Meen v. Pioneer Pasteurizing Co.

90 Minn. 501 | Minn. | 1903

BROWN, J.2

Action to enforce the individual liability of stockholders-of a corporation. A general demurrer was interposed to the complaint in the court below, which was overruled, and defendants appealed.

The only question involved in the case is whether the Pioneer Pasteurizing Company was organized as a manufacturing or mechanical corporation, within the meaning of article io, § 3, of the state Constitution. If it was, the stockholders are not liable for the debts of the *502corporation, and the demurrer to the complaint should have been sustained.

The complaint in defining the powers and authority of the corporation, alleges that the general nature of the business of said corporation

‘Is and has always been buying, manufacturing and dealing in milk, cream, butter, cheese, and other dairy products, and pasteurizing and treating said milk, and packing, storing, handling and selling said products, when so pasteurized and treated, and acquiring, holding, using and leasing all machinery, patents and apparatus pertaining to and used in said'business, and for the whole or any part of said purposes as stated in its articles of incorporation.”

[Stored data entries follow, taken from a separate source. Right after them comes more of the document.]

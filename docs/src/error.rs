use thiserror::Error;

// Error message prefixes
const MSG_FAILED_TO_PREFIX: &str = "Failed to";
const MSG_INVALID_PREFIX: &str = "Invalid";
const MSG_UNKNOWN_PREFIX: &str = "Unknown";

/// Result type for the `propbox-docs` binary
pub type Result<T> = std::result::Result<T, error_stack::Report<Error>>;

// Error categories of the documentation pass
#[derive(Error)]
pub enum Error {
    #[error("File operation failed: {0}")]
    FileOperation(String),

    #[error("Invalid API model: {0}")]
    InvalidModel(String),

    #[error("Registration failed: {0}")]
    Registration(String),

    #[error("Serialization failed: {0}")]
    Serialization(String),
}

impl std::fmt::Debug for Error {
    fn fmt(&self, f: &mut std::fmt::Formatter<'_>) -> std::fmt::Result {
        match self {
            Self::FileOperation(s) => f.debug_tuple("FileOperation").field(s).finish(),
            Self::InvalidModel(s) => f.debug_tuple("InvalidModel").field(s).finish(),
            Self::Registration(s) => f.debug_tuple("Registration").field(s).finish(),
            Self::Serialization(s) => f.debug_tuple("Serialization").field(s).finish(),
        }
    }
}

impl Error {
    // Builder methods for common patterns

    /// Create an "Invalid X" model error
    pub fn invalid(what: &str, details: impl std::fmt::Display) -> Self {
        Self::InvalidModel(format!("{MSG_INVALID_PREFIX} {what}: {details}"))
    }

    /// Create an "Unknown X" model error for dangling references
    pub fn unknown(what: &str, name: &str) -> Self {
        Self::InvalidModel(format!("{MSG_UNKNOWN_PREFIX} {what} '{name}'"))
    }

    /// Create error for IO operations
    pub fn io_failed(
        operation: &str,
        path: &std::path::Path,
        error: impl std::fmt::Display,
    ) -> Self {
        Self::FileOperation(format!(
            "{MSG_FAILED_TO_PREFIX} {operation} {}: {error}",
            path.display()
        ))
    }
}
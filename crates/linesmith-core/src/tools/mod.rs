//! Tool system for Linesmith agents
//!
//! The model sees two kinds of tools:
//! - provider tools (web search) served by an external [`ToolProvider`]
//! - the built-in code tool, run by a [`CodeExecutor`] under an
//!   [`ExecutionQuota`]
//!
//! Every call goes through the [`ToolDispatcher`], which never fails: each
//! problem is turned into a result the model can read and react to.

pub mod arguments;
pub mod catalog;
pub mod dispatcher;
pub mod executor;
pub mod provider;
pub mod quota;

use serde::{Deserialize, Serialize};
use serde_json::{Value, json};

pub use arguments::{ArgumentStrategy, extract_code, parse_structured_arguments};
pub use catalog::{CODE_TOOL_NAME, ToolDefinition, build_catalog, code_tool_definition};
pub use dispatcher::{ToolDispatcher, ToolResult};
pub use executor::{CodeExecutor, CodeRun};
pub use provider::ToolProvider;
pub use quota::ExecutionQuota;

#[cfg(feature = "sandbox")]
pub use executor::SandboxExecutor;
#[cfg(feature = "mcp")]
pub use provider::McpToolProvider;

/// Result envelope for the code tool and for dispatch failures
#[derive(Debug, Clone, Default, PartialEq, Serialize, Deserialize)]
pub struct ToolOutput {
    pub success: bool,
    #[serde(default, skip_serializing_if = "Option::is_none")]
    pub stdout: Option<String>,
    #[serde(default, skip_serializing_if = "Option::is_none")]
    pub charts_saved: Option<Vec<String>>,
    #[serde(default, skip_serializing_if = "Option::is_none")]
    pub chart_count: Option<usize>,
    #[serde(default, skip_serializing_if = "Option::is_none")]
    pub message: Option<String>,
    #[serde(default, skip_serializing_if = "Option::is_none")]
    pub error: Option<String>,
    #[serde(default, skip_serializing_if = "Option::is_none")]
    pub traceback: Option<String>,
}

impl ToolOutput {
    pub fn success() -> Self {
        Self {
            success: true,
            ..Default::default()
        }
    }

    pub fn error(message: impl Into<String>) -> Self {
        Self {
            success: false,
            error: Some(message.into()),
            ..Default::default()
        }
    }

    pub fn with_stdout(mut self, stdout: impl Into<String>) -> Self {
        self.stdout = Some(stdout.into());
        self
    }

    pub fn with_message(mut self, message: impl Into<String>) -> Self {
        self.message = Some(message.into());
        self
    }

    pub fn with_charts(mut self, files: Vec<String>) -> Self {
        self.chart_count = Some(files.len());
        self.charts_saved = Some(files);
        self
    }

    pub fn with_traceback(mut self, traceback: Option<String>) -> Self {
        self.traceback = traceback;
        self
    }

    pub fn to_value(&self) -> Value {
        serde_json::to_value(self).unwrap_or_else(|_| json!({ "success": self.success }))
    }
}
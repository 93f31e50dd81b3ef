//! Conversation loop and retry policy

pub mod engine;
pub mod retry;
pub mod transcript;

pub use engine::{ConversationEngine, DEFAULT_MAX_ROUNDS, EngineOutcome};
pub use retry::{AttemptOutcome, RetryOrchestrator, attempt_prompt};
pub use transcript::{Message, ToolCallRecord, Transcript};
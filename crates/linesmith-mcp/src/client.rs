//! MCP Client implementation

use std::sync::Arc;
use std::sync::atomic::{AtomicI64, Ordering};

use serde::{Deserialize, Serialize};
use serde_json::Value;
use tokio::sync::Mutex;
use tracing::debug;

use crate::protocol::{JsonRpcNotification, JsonRpcRequest, JsonRpcResponse, RequestId, methods};
use crate::transport::Transport;
use crate::{McpTool, PROTOCOL_VERSION, ServerCapabilities};

/// MCP Client for connecting to MCP servers
///
/// Requests are serialized on the transport: one request is written and its
/// response read before the next request may start.
pub struct McpClient<T: Transport> {
    transport: Arc<Mutex<T>>,
    request_id: AtomicI64,
    server_capabilities: Option<ServerCapabilities>,
}

impl<T: Transport> McpClient<T> {
    pub fn new(transport: T) -> Self {
        Self {
            transport: Arc::new(Mutex::new(transport)),
            request_id: AtomicI64::new(1),
            server_capabilities: None,
        }
    }

    fn next_id(&self) -> RequestId {
        RequestId::Number(self.request_id.fetch_add(1, Ordering::SeqCst))
    }

    pub fn server_capabilities(&self) -> Option<&ServerCapabilities> {
        self.server_capabilities.as_ref()
    }

    /// Initialize the connection
    pub async fn initialize(&mut self, client_info: ClientInfo) -> Result<ServerInfo, McpError> {
        let params = serde_json::json!({
            "protocolVersion": PROTOCOL_VERSION,
            "capabilities": {},
            "clientInfo": {
                "name": client_info.name,
                "version": client_info.version
            }
        });

        let request = JsonRpcRequest::new(self.next_id(), methods::INITIALIZE).with_params(params);
        let result = self.request(request).await?;

        let init: InitializeResult =
            serde_json::from_value(result).map_err(|e| McpError::Protocol(e.to_string()))?;
        self.server_capabilities = Some(init.capabilities);

        let notification = serde_json::to_value(JsonRpcNotification::new(methods::INITIALIZED))
            .map_err(|e| McpError::Protocol(e.to_string()))?;
        self.transport
            .lock()
            .await
            .send(notification)
            .await
            .map_err(|e| McpError::Transport(e.to_string()))?;

        Ok(ServerInfo {
            name: init.server_info.name,
            version: init.server_info.version,
        })
    }

    /// List available tools
    pub async fn list_tools(&self) -> Result<Vec<McpTool>, McpError> {
        let request = JsonRpcRequest::new(self.next_id(), methods::TOOLS_LIST);
        let result = self.request(request).await?;

        let tools: ToolsListResult =
            serde_json::from_value(result).map_err(|e| McpError::Protocol(e.to_string()))?;
        Ok(tools.tools)
    }

    /// Call a tool
    pub async fn call_tool(&self, name: &str, arguments: Value) -> Result<ToolCallResult, McpError> {
        let params = serde_json::json!({
            "name": name,
            "arguments": arguments
        });

        let request = JsonRpcRequest::new(self.next_id(), methods::TOOLS_CALL).with_params(params);
        let result = self.request(request).await?;

        serde_json::from_value(result).map_err(|e| McpError::Protocol(e.to_string()))
    }

    /// Shut down the transport
    pub async fn close(&self) -> Result<(), McpError> {
        self.transport
            .lock()
            .await
            .close()
            .await
            .map_err(|e| McpError::Transport(e.to_string()))
    }

    /// Send a request and return its `result` payload
    async fn request(&self, request: JsonRpcRequest) -> Result<Value, McpError> {
        let response = self.send_request(request).await?;

        if let Some(error) = response.error {
            Err(McpError::Server(error.message))
        } else if let Some(result) = response.result {
            Ok(result)
        } else {
            Err(McpError::Protocol("Empty response".to_string()))
        }
    }

    async fn send_request(&self, request: JsonRpcRequest) -> Result<JsonRpcResponse, McpError> {
        let mut transport = self.transport.lock().await;

        let request_id = request.id.clone();
        let request_value =
            serde_json::to_value(&request).map_err(|e| McpError::Protocol(e.to_string()))?;

        transport
            .send(request_value)
            .await
            .map_err(|e| McpError::Transport(e.to_string()))?;

        loop {
            let response_value = transport
                .receive()
                .await
                .map_err(|e| McpError::Transport(e.to_string()))?
                .ok_or_else(|| McpError::Transport("Connection closed".to_string()))?;

            let response: JsonRpcResponse = serde_json::from_value(response_value)
                .map_err(|e| McpError::Protocol(e.to_string()))?;

            match &response.id {
                Some(id) if *id == request_id => return Ok(response),
                other => {
                    debug!(?other, expected = ?request_id, "Skipping unrelated MCP message");
                }
            }
        }
    }
}

#[derive(Debug, Clone)]
pub struct ClientInfo {
    pub name: String,
    pub version: String,
}

#[derive(Debug, Clone)]
pub struct ServerInfo {
    pub name: String,
    pub version: String,
}

#[derive(Debug, Deserialize)]
struct InitializeResult {
    #[serde(default)]
    capabilities: ServerCapabilities,
    #[serde(rename = "serverInfo")]
    server_info: ServerInfoInner,
}

#[derive(Debug, Deserialize)]
struct ServerInfoInner {
    name: String,
    #[serde(default)]
    version: String,
}

#[derive(Debug, Deserialize)]
struct ToolsListResult {
    #[serde(default)]
    tools: Vec<McpTool>,
}

/// Result of `tools/call`, kept close to the wire shape
#[derive(Debug, Clone, PartialEq, Serialize, Deserialize)]
pub struct ToolCallResult {
    #[serde(default)]
    pub content: Vec<ContentItem>,
    #[serde(rename = "isError", default)]
    pub is_error: bool,
}

impl ToolCallResult {
    /// Concatenated text of all text content items
    pub fn text(&self) -> String {
        self.content
            .iter()
            .filter_map(|item| item.text.as_deref())
            .collect::<Vec<_>>()
            .join("\n")
    }
}

#[derive(Debug, Clone, PartialEq, Serialize, Deserialize)]
pub struct ContentItem {
    #[serde(rename = "type")]
    pub content_type: String,
    #[serde(default, skip_serializing_if = "Option::is_none")]
    pub text: Option<String>,
    /// Fields of non-text content (images, resources) pass through untouched
    #[serde(flatten)]
    pub extra: serde_json::Map<String, Value>,
}

/// MCP errors
#[derive(Debug, thiserror::Error)]
pub enum McpError {
    #[error("Transport error: {0}")]
    Transport(String),
    #[error("Protocol error: {0}")]
    Protocol(String),
    #[error("Server error: {0}")]
    Server(String),
}
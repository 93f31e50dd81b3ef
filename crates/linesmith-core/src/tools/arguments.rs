//! Recovery of tool-call arguments
//!
//! Models often emit tool-call payloads that are not valid JSON (raw
//! newlines inside strings, truncated objects). Code is recovered by trying
//! a fixed sequence of strategies and taking the first hit.

use std::sync::LazyLock;

use regex::Regex;
use serde_json::Value;

static QUOTED_CODE: LazyLock<Option<Regex>> =
    LazyLock::new(|| Regex::new(r#""code"\s*:\s*"((?:\\.|[^"\\])*)""#).ok());

static UNQUOTED_CODE: LazyLock<Option<Regex>> =
    LazyLock::new(|| Regex::new(r#""code"\s*:\s*([^}]+)"#).ok());

/// Outcome of a single strategy
#[derive(Debug, Clone, PartialEq, Eq)]
pub enum Extraction {
    /// Code recovered
    Found(String),
    /// The payload was understood and holds no usable code; stop here
    Absent,
    /// This strategy could not read the payload; try the next one
    Unreadable,
}

/// Ways of pulling the `code` field out of a raw payload, in the order
/// they are tried
#[derive(Debug, Clone, Copy, PartialEq, Eq)]
pub enum ArgumentStrategy {
    /// Decode the whole payload as JSON
    Structured,
    /// `"code": "<escaped string>"`
    QuotedField,
    /// `"code": <anything up to a closing brace>`
    UnquotedField,
}

impl ArgumentStrategy {
    pub const ORDER: [ArgumentStrategy; 3] = [
        ArgumentStrategy::Structured,
        ArgumentStrategy::QuotedField,
        ArgumentStrategy::UnquotedField,
    ];

    pub fn extract(self, raw: &str) -> Extraction {
        match self {
            ArgumentStrategy::Structured => match serde_json::from_str::<Value>(raw) {
                Ok(value) => match value.get("code").and_then(Value::as_str) {
                    Some(code) if !code.is_empty() => Extraction::Found(code.to_string()),
                    _ => Extraction::Absent,
                },
                Err(_) => Extraction::Unreadable,
            },
            ArgumentStrategy::QuotedField => capture(&QUOTED_CODE, raw),
            ArgumentStrategy::UnquotedField => capture(&UNQUOTED_CODE, raw),
        }
    }
}

fn capture(pattern: &LazyLock<Option<Regex>>, raw: &str) -> Extraction {
    let Some(regex) = pattern.as_ref() else {
        return Extraction::Unreadable;
    };
    match regex.captures(raw).and_then(|caps| caps.get(1)) {
        Some(m) if m.as_str().is_empty() => Extraction::Absent,
        Some(m) => Extraction::Found(unescape(m.as_str())),
        None => Extraction::Unreadable,
    }
}

/// Only `\n` and `\t` are rewritten; other escapes stay literal.
fn unescape(text: &str) -> String {
    text.replace("\\n", "\n").replace("\\t", "\t")
}

/// Best-effort extraction of the `code` argument. Never fails; returns
/// `None` when no usable code can be recovered.
pub fn extract_code(raw: &str) -> Option<String> {
    for strategy in ArgumentStrategy::ORDER {
        match strategy.extract(raw) {
            Extraction::Found(code) => return Some(code),
            Extraction::Absent => return None,
            Extraction::Unreadable => continue,
        }
    }
    None
}

/// Strict decode for provider tools. An empty payload means no arguments.
pub fn parse_structured_arguments(raw: &str) -> Result<Value, serde_json::Error> {
    if raw.trim().is_empty() {
        return Ok(Value::Object(Default::default()));
    }
    serde_json::from_str(raw)
}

It is urged by defendants that the only authority conferred by the articles of association is that of manufacturing butter, cheese, and other dairy products, the pasteurizing of milk and cream, and handling, packing, storing, and selling such products when so manufactured and pasteurized. But a fair construction of the language quoted clearly authorizes the corporation to engage in the business of “buying, manufacturing and dealing” in butter, cheese, and other dairy products, and the, pasteurizing and treating milk and cream is an additional power. The true test in cases of this kind, in determining the nature and character of a corporation, is — applying it to the facts of the case at liar — if the corporation had engaged exclusively in buying and selling milk, cream, butter, and cheese, whether the milk and cream were pasteurized or the butter and cheese manufactured by it or not, could proceedings have been maintained to forfeit its charter on the ground that it was doing a business not authorized or warranted by its articles of association? Clearly not. The articles fully warrant it to engage in the business stated, without pasteurizing or treating milk at all, and without manufacturing the butter or cheese by it sold. The corporation is authorized to apply the process of pasteurizing milk, and to manufacture butter and cheese, but that is not the exclusive or only purpose of its creation. It could buy, sell, and deal generally in such articles without infringing in the least upon the authority reserved to it by the articles of association.

*503The case is very similar in essential respects to Merchants Nat. Bank -of St. Paul v. Minnesota T. M. Co., supra, page 144. While the intention of the parties in forming the corporation is controlling in determining the purpose for which the corporation was created, that intention must be ascertained from the language of the articles of association defining the purposes of the corporation. As the plain language under consideration authorizes the corporation to engage ip a business other than of a mechanical or manufacturing nature, and as the additional power is not essential to its manufacturing or mechanical business, it was not organized exclusively for manufacturing or mechanical purposes, and the individual liability of the stockholders for its liabilities and debts exists. The demurrer to the complaint was properly overruled.

Order affirmed.

START, C.. J., absent, sick, took no part.